━━ DATA

//! Fetching and scraping against the card catalog upstreams.
//!
//! This crate provides:
//! - [`SiteClient`]: shared HTTP session with header profiles and unbounded retry
//! - [`CatalogFetcher`]: paginated search API retrieval for one segment
//! - [`TokenLister`]: token records scraped from the site's text listing
//! - [`DetailScraper`]: per-record detail page enrichment
//! - [`extractors`]: interchangeable detail page extraction strategies

pub mod catalog;
pub mod detail;
pub mod extractors;
pub mod http;
pub mod listing;

pub use catalog::{CatalogFetcher, SegmentSummary};
pub use detail::{DetailScraper, STATUS_MARKER, scrape_detail};
pub use extractors::{
    DetailExtractor, ExtractedDetail, Face, PatternExtractor, RawFace, StructuralExtractor,
    extractor_for,
};
pub use http::SiteClient;
pub use listing::{TokenLister, parse_listing_page};

#[cfg(test)]
pub(crate) mod test_support {
    use std::time::Duration;

    use svedb_shared::{CrawlConfig, ExtractionStrategy, RetryPolicy};
    use url::Url;

    /// Crawl config pointed at a mock server, with near-zero pacing.
    pub fn test_config(base: &str) -> CrawlConfig {
        let site_url = Url::parse(base).unwrap();
        CrawlConfig {
            search_url: site_url.join("/system/app/api/search/6").unwrap(),
            site_url,
            asset_base_url: "https://img.example.org".into(),
            page_delay: Duration::from_millis(1),
            retry: RetryPolicy {
                base: Duration::from_millis(1),
                step: Duration::from_millis(1),
            },
            jitter_ms: (0, 0),
            token_pages: 2,
            strategy: ExtractionStrategy::Structural,
        }
    }

    pub fn load_fixture(name: &str) -> String {
        let path = format!("../../../fixtures/html/{name}");
        std::fs::read_to_string(&path).unwrap_or_else(|_| panic!("missing fixture: {path}"))
    }
}
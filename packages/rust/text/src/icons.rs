//! Inline icon images and the plain-text token each one stands for.
//!
//! Icons are identified by the file name in their `src` attribute, so the
//! lookup does not depend on attribute order or on how the markup was
//! serialized.

use std::sync::LazyLock;

use regex::{Captures, Regex};

/// Directory every icon image is served from.
pub const ICON_DIR: &str = "/wordpress/wp-content/images/texticon/";

/// `(file name, token)` pairs.
pub const ICON_TOKENS: &[(&str, &str)] = &[
    // Classes
    ("icon_elf.png", "Forestcraft"),
    ("icon_royal.png", "Swordcraft"),
    ("icon_nightmare.png", "Abysscraft"),
    ("icon_dragon.png", "Dragoncraft"),
    ("icon_bishop.png", "Havencraft"),
    ("icon_neutral.png", "Neutral"),
    // Costs
    ("icon_cost00.png", "(0)"),
    ("icon_cost01.png", "(1)"),
    ("icon_cost02.png", "(2)"),
    ("icon_cost03.png", "(3)"),
    ("icon_cost04.png", "(4)"),
    ("icon_cost05.png", "(5)"),
    ("icon_cost06.png", "(6)"),
    ("icon_cost07.png", "(7)"),
    ("icon_cost08.png", "(8)"),
    ("icon_cost09.png", "(9)"),
    ("icon_cost10.png", "(10)"),
    // Keywords
    ("icon_quick.png", "[Quick]\n"),
    ("icon_fanfare.png", "[Fanfare]"),
    ("icon_evolve.png", "[Evolve]"),
    ("icon_hp.png", "Defense "),
    ("icon_power.png", "Attack "),
    ("icon_act.png", "[Action]"),
    ("icon_stand.png", "[Engage]"),
    ("icon_lastword.png", "[Last Words]"),
    ("icon_carrot.png", "[Serve]"),
    ("icon_q.png", "[Quick]"),
    // Not printed on any released card yet
    ("icon_ride.png", "[Ride]"),
];

static IMG_RE: LazyLock<Regex> =
    LazyLock::new(|| Regex::new(r#"<img\b[^>]*?\bsrc="([^"]+)"[^>]*>"#).expect("valid regex"));

fn token_for(src: &str) -> Option<&'static str> {
    let file = src.strip_prefix(ICON_DIR)?;
    ICON_TOKENS
        .iter()
        .find(|(name, _)| *name == file)
        .map(|(_, token)| *token)
}

/// Replace every known icon image with its token. Unknown images are left
/// as they are.
pub(crate) fn substitute_icons(markup: &str) -> String {
    IMG_RE
        .replace_all(markup, |caps: &Captures<'_>| match token_for(&caps[1]) {
            Some(token) => token.to_string(),
            None => caps[0].to_string(),
        })
        .into_owned()
}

━━━━

WHAT IS BEING ASKED> The lines from the one containing "images are left" through the last line of the records are the answer; set them down exactly and add nothing.

RESPONSE TO THE TASK>
/// Replace every known icon image with its token. Unknown images are left
/// as they are.
pub(crate) fn substitute_icons(markup: &str) -> String {
    IMG_RE
        .replace_all(markup, |caps: &Captures<'_>| match token_for(&caps[1]) {
            Some(token) => token.to_string(),
            None => caps[0].to_string(),
        })
        .into_owned()
}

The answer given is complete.